§ EXERCISE REQUIREMENTS
Search the records for lines that contain the word "Duration". Copy them all.

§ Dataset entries
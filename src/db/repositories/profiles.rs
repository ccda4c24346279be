use diesel::prelude::*;

use crate::db::models::profile::{MenteeProfile, MentorProfile};

pub struct ProfilesRepo;

impl ProfilesRepo {
    pub fn find_mentor(
        conn: &mut PgConnection,
        user: uuid::Uuid,
    ) -> Result<Option<MentorProfile>, diesel::result::Error> {
        use crate::schema::mentor_profiles::dsl::*;
        mentor_profiles
            .filter(user_id.eq(user))
            .first::<MentorProfile>(conn)
            .optional()
    }

    pub fn find_mentee(
        conn: &mut PgConnection,
        user: uuid::Uuid,
    ) -> Result<Option<MenteeProfile>, diesel::result::Error> {
        use crate::schema::mentee_profiles::dsl::*;
        mentee_profiles
            .filter(user_id.eq(user))
            .first::<MenteeProfile>(conn)
            .optional()
    }

    /// Eligible mentors: active, verified, spare capacity, not disqualified
    /// for the cycle. Ordered by user_id so candidate generation is
    /// deterministic across runs.
    pub fn mentor_pool(
        conn: &mut PgConnection,
        excluded: &[uuid::Uuid],
    ) -> Result<Vec<MentorProfile>, diesel::result::Error> {
        use crate::schema::mentor_profiles::dsl::*;
        mentor_profiles
            .filter(is_active.eq(true))
            .filter(is_verified.eq(true))
            .filter(current_mentees.lt(max_mentees))
            .filter(user_id.ne_all(excluded))
            .order(user_id.asc())
            .load::<MentorProfile>(conn)
    }

    pub fn mentee_pool(
        conn: &mut PgConnection,
        excluded: &[uuid::Uuid],
    ) -> Result<Vec<MenteeProfile>, diesel::result::Error> {
        use crate::schema::mentee_profiles::dsl::*;
        mentee_profiles
            .filter(commitment_agreed.eq(true))
            .filter(user_id.ne_all(excluded))
            .order(user_id.asc())
            .load::<MenteeProfile>(conn)
    }

    pub fn list_active_mentors(
        conn: &mut PgConnection,
    ) -> Result<Vec<MentorProfile>, diesel::result::Error> {
        use crate::schema::mentor_profiles::dsl::*;
        mentor_profiles
            .filter(is_active.eq(true))
            .order(user_id.asc())
            .load::<MentorProfile>(conn)
    }

    pub fn list_committed_mentees(
        conn: &mut PgConnection,
    ) -> Result<Vec<MenteeProfile>, diesel::result::Error> {
        use crate::schema::mentee_profiles::dsl::*;
        mentee_profiles
            .filter(commitment_agreed.eq(true))
            .order(user_id.asc())
            .load::<MenteeProfile>(conn)
    }

    /// Capacity reservation: bumps `current_mentees` only while it is below
    /// `max_mentees`, in one conditional UPDATE. Returns false when the
    /// mentor is unknown or already full, so a concurrent run that lost the
    /// race simply skips the pair. Must run inside the same transaction as
    /// the match/assignment row it backs.
    pub fn reserve_slot(
        conn: &mut PgConnection,
        mentor: uuid::Uuid,
    ) -> Result<bool, diesel::result::Error> {
        use crate::schema::mentor_profiles::dsl as mp;
        let updated = diesel::update(
            mp::mentor_profiles
                .filter(mp::user_id.eq(mentor))
                .filter(mp::current_mentees.lt(mp::max_mentees)),
        )
        .set((
            mp::current_mentees.eq(mp::current_mentees + 1),
            mp::updated_at.eq(chrono::Utc::now()),
        ))
        .execute(conn)?;
        Ok(updated == 1)
    }

    /// Releases a slot reserved by `reserve_slot`. The counter never drops
    /// below zero.
    pub fn release_slot(
        conn: &mut PgConnection,
        mentor: uuid::Uuid,
    ) -> Result<bool, diesel::result::Error> {
        use crate::schema::mentor_profiles::dsl as mp;
        let updated = diesel::update(
            mp::mentor_profiles
                .filter(mp::user_id.eq(mentor))
                .filter(mp::current_mentees.gt(0)),
        )
        .set((
            mp::current_mentees.eq(mp::current_mentees - 1),
            mp::updated_at.eq(chrono::Utc::now()),
        ))
        .execute(conn)?;
        Ok(updated == 1)
    }
}
//! Type expressions.

use super::Checker;
use crate::program::objects::{Object, ObjectKind};
use crate::program::types::{InterfaceMethod, Signature, StructField, Type};
use crate::syntax::{NodeId, SyntaxKind};

impl Checker<'_> {
    /// Type denoted by a type expression; unknown types are invalid.
    pub(super) fn resolve_type(&mut self, node: NodeId) -> Type {
        use SyntaxKind::*;
        match self.kind(node) {
            TypeIdentifier | Identifier => {
                let name = self.text(node);
                match self.lookup(&name) {
                    Some(id) if self.p.objects[id.index()].is_type_name() => {
                        self.record_use(node, id);
                        self.type_of_type_name(id)
                    }
                    _ => Type::Invalid,
                }
            }
            QualifiedType => match (self.field(node, "package"), self.field(node, "name")) {
                (Some(package), Some(name)) => self.qualified_type(package, name),
                _ => Type::Invalid,
            },
            SelectorExpression => match (self.field(node, "operand"), self.field(node, "field")) {
                (Some(package), Some(name)) => self.qualified_type(package, name),
                _ => Type::Invalid,
            },
            PointerType => self.first_child_type(node, Type::Pointer),
            ParenthesizedType => self.first_child_type(node, |t| *t),
            SliceType => self.field_type(node, "element", Type::Slice),
            ImplicitLengthArrayType => self.field_type(node, "element", |t| Type::Array(None, t)),
            ArrayType => {
                let length = self
                    .field(node, "length")
                    .and_then(|l| self.check_expr(l).value)
                    .and_then(|v| v.as_int())
                    .and_then(|v| u64::try_from(v).ok());
                self.field_type(node, "element", |t| Type::Array(length, t))
            }
            MapType => {
                let key = self.field(node, "key").map(|k| self.resolve_type(k));
                let value = self.field(node, "value").map(|v| self.resolve_type(v));
                match (key, value) {
                    (Some(key), Some(value)) => Type::Map(Box::new(key), Box::new(value)),
                    _ => Type::Invalid,
                }
            }
            ChannelType => self.field_type(node, "value", Type::Chan),
            FunctionType => {
                let signature =
                    self.signature_of(self.field(node, "parameters"), self.field(node, "result"));
                Type::Signature(Box::new(signature))
            }
            StructType => self.struct_type(node),
            InterfaceType => self.interface_type(node),
            GenericType => match self.field(node, "type") {
                Some(inner) => self.resolve_type(inner),
                None => Type::Invalid,
            },
            _ => Type::Invalid,
        }
    }

    fn first_child_type(&mut self, node: NodeId, wrap: impl FnOnce(Box<Type>) -> Type) -> Type {
        match self.children(node).first() {
            Some(inner) => {
                let inner = self.resolve_type(*inner);
                wrap(Box::new(inner))
            }
            None => Type::Invalid,
        }
    }

    fn field_type(&mut self, node: NodeId, field: &str, wrap: impl FnOnce(Box<Type>) -> Type) -> Type {
        match self.field(node, field) {
            Some(inner) => {
                let inner = self.resolve_type(inner);
                wrap(Box::new(inner))
            }
            None => Type::Invalid,
        }
    }

    /// `pkg.Name` in type position.
    fn qualified_type(&mut self, package: NodeId, name: NodeId) -> Type {
        let Some(package_object) = self.lookup(&self.text(package)) else {
            return Type::Invalid;
        };
        let ObjectKind::PkgName { path } = self.p.objects[package_object.index()].kind.clone() else {
            return Type::Invalid;
        };
        self.record_use(package, package_object);
        let type_name = self.text(name);

        if let Some(target) = self.p.package_by_path(&path) {
            return match target.scope_lookup(&type_name) {
                Some(id) if self.p.objects[id.index()].is_type_name() => {
                    self.record_use(name, id);
                    self.type_of_type_name(id)
                }
                _ => Type::Invalid,
            };
        }

        // Opaque package: a named type without a known underlying type.
        let qualified = format!("{}.{}", path, type_name);
        if let Some(named) = self.external.get(&qualified) {
            return Type::Named(named.clone());
        }
        let named = self.p.new_named(&type_name, qualified.clone());
        self.external.insert(qualified, named.clone());
        Type::Named(named)
    }

    /// Signature from a parameter list and an optional result.
    pub(super) fn signature_of(&mut self, params: Option<NodeId>, result: Option<NodeId>) -> Signature {
        let mut signature = Signature::default();
        if let Some(list) = params {
            for param in self.children(list) {
                let (ty, variadic) = self.param_type(param);
                let count = self.fields(param, "name").len().max(1);
                signature.params.extend(std::iter::repeat(ty).take(count));
                signature.variadic |= variadic;
            }
        }
        match result {
            Some(list) if self.kind(list) == SyntaxKind::ParameterList => {
                for param in self.children(list) {
                    let (ty, _) = self.param_type(param);
                    let count = self.fields(param, "name").len().max(1);
                    signature.results.extend(std::iter::repeat(ty).take(count));
                }
            }
            Some(ty) => {
                let ty = self.resolve_type(ty);
                signature.results.push(ty);
            }
            None => {}
        }
        signature
    }

    /// Type of one parameter declaration and whether it is variadic.
    pub(super) fn param_type(&mut self, param: NodeId) -> (Type, bool) {
        let ty = match self.field(param, "type") {
            Some(node) => self.resolve_type(node),
            None => Type::Invalid,
        };
        if self.kind(param) == SyntaxKind::VariadicParameterDeclaration {
            (Type::Slice(Box::new(ty)), true)
        } else {
            (ty, false)
        }
    }

    fn struct_type(&mut self, node: NodeId) -> Type {
        let Some(list) = self.p.syntax.child_of_kind(node, SyntaxKind::FieldDeclarationList) else {
            return Type::Struct(Vec::new());
        };

        let mut fields = Vec::new();
        for decl in self.children(list) {
            if self.kind(decl) != SyntaxKind::FieldDeclaration {
                continue;
            }
            let Some(type_node) = self.field(decl, "type") else {
                continue;
            };
            let ty = self.resolve_type(type_node);
            let names = self.fields(decl, "name");

            if names.is_empty() {
                let name = self.embedded_name(type_node);
                let id = self.field_object(name.clone(), ty.clone(), type_node, decl);
                fields.push(StructField {
                    name,
                    ty,
                    embedded: true,
                    object: Some(id),
                });
                continue;
            }
            for name_node in names {
                let name = self.text(name_node);
                let id = self.field_object(name.clone(), ty.clone(), name_node, decl);
                self.p.defs.insert(name_node, id);
                fields.push(StructField {
                    name,
                    ty: ty.clone(),
                    embedded: false,
                    object: Some(id),
                });
            }
        }
        Type::Struct(fields)
    }

    fn field_object(&mut self, name: String, ty: Type, ident: NodeId, decl: NodeId) -> crate::program::ObjectId {
        self.p.new_object(Object {
            name,
            kind: ObjectKind::Field,
            ty,
            package: Some(self.package),
            ident: Some(ident),
            decl: Some(decl),
            named: None,
        })
    }

    /// Field name of an embedded type: its unqualified type name.
    fn embedded_name(&self, node: NodeId) -> String {
        match self.kind(node) {
            SyntaxKind::QualifiedType => self
                .field(node, "name")
                .map(|n| self.text(n))
                .unwrap_or_default(),
            SyntaxKind::GenericType => self
                .field(node, "type")
                .map(|n| self.embedded_name(n))
                .unwrap_or_default(),
            SyntaxKind::PointerType => self
                .children(node)
                .first()
                .map(|n| self.embedded_name(*n))
                .unwrap_or_default(),
            _ => self.text(node),
        }
    }

    fn interface_type(&mut self, node: NodeId) -> Type {
        let mut methods = Vec::new();
        for elem in self.children(node) {
            match self.kind(elem) {
                SyntaxKind::MethodElem => {
                    let Some(name) = self.field(elem, "name") else {
                        continue;
                    };
                    let signature =
                        self.signature_of(self.field(elem, "parameters"), self.field(elem, "result"));
                    methods.push(InterfaceMethod {
                        name: self.text(name),
                        signature,
                    });
                }
                SyntaxKind::TypeElem => {
                    // Embedded interfaces contribute their methods; other
                    // constraint terms are ignored.
                    for term in self.children(elem) {
                        let ty = self.resolve_type(term);
                        if let Type::Interface(embedded) = self.underlying_of(&ty) {
                            methods.extend(embedded);
                        }
                    }
                }
                _ => {}
            }
        }
        methods.sort_by(|a, b| a.name.cmp(&b.name));
        Type::Interface(methods)
    }
}

#[cfg(test)]
mod tests {
    use crate::program::{ProgramBuilder, Type};

    fn type_of(source: &str, name: &str) -> String {
        let p = ProgramBuilder::new()
            .package("example.com/p", [("p.go", source)])
            .build()
            .unwrap();
        let id = p.type_name(name).unwrap();
        let ty = &p.object(id).ty;
        p.underlying(ty).to_string()
    }

    #[test]
    fn test_composite_type_expressions() {
        let source = "package p\n\ntype M map[string][]*int\n\ntype A [2 + 1]byte\n\ntype F func(int, ...string) (bool, error)\n";

        assert_eq!(type_of(source, "M"), "map[string][]*int");
        assert_eq!(type_of(source, "A"), "[3]uint8");
        assert_eq!(type_of(source, "F"), "func(int, ...string) (bool, error)");
    }

    #[test]
    fn test_struct_and_interface_types() {
        let source = "package p\n\ntype S struct {\n\ta, b int\n\tName string\n}\n\ntype I interface {\n\tfmt() string\n\terror\n}\n";

        assert_eq!(type_of(source, "S"), "struct{a int; b int; Name string}");
        assert_eq!(type_of(source, "I"), "interface{Error() string; fmt() string}");
    }

    #[test]
    fn test_opaque_package_types_are_named() {
        let p = ProgramBuilder::new()
            .package(
                "example.com/p",
                [("p.go", "package p\n\nimport \"time\"\n\ntype D = time.Duration\n")],
            )
            .build()
            .unwrap();

        let ty = p.object(p.type_name("D").unwrap()).ty.clone();
        assert_eq!(ty.to_string(), "time.Duration");
        assert_eq!(*p.underlying(&ty), Type::Invalid);
    }
}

§ COMPLETED EXERCISE
                [("p.go", "package p\n\nimport \"time\"\n\ntype D = time.Duration\n")],
        assert_eq!(ty.to_string(), "time.Duration");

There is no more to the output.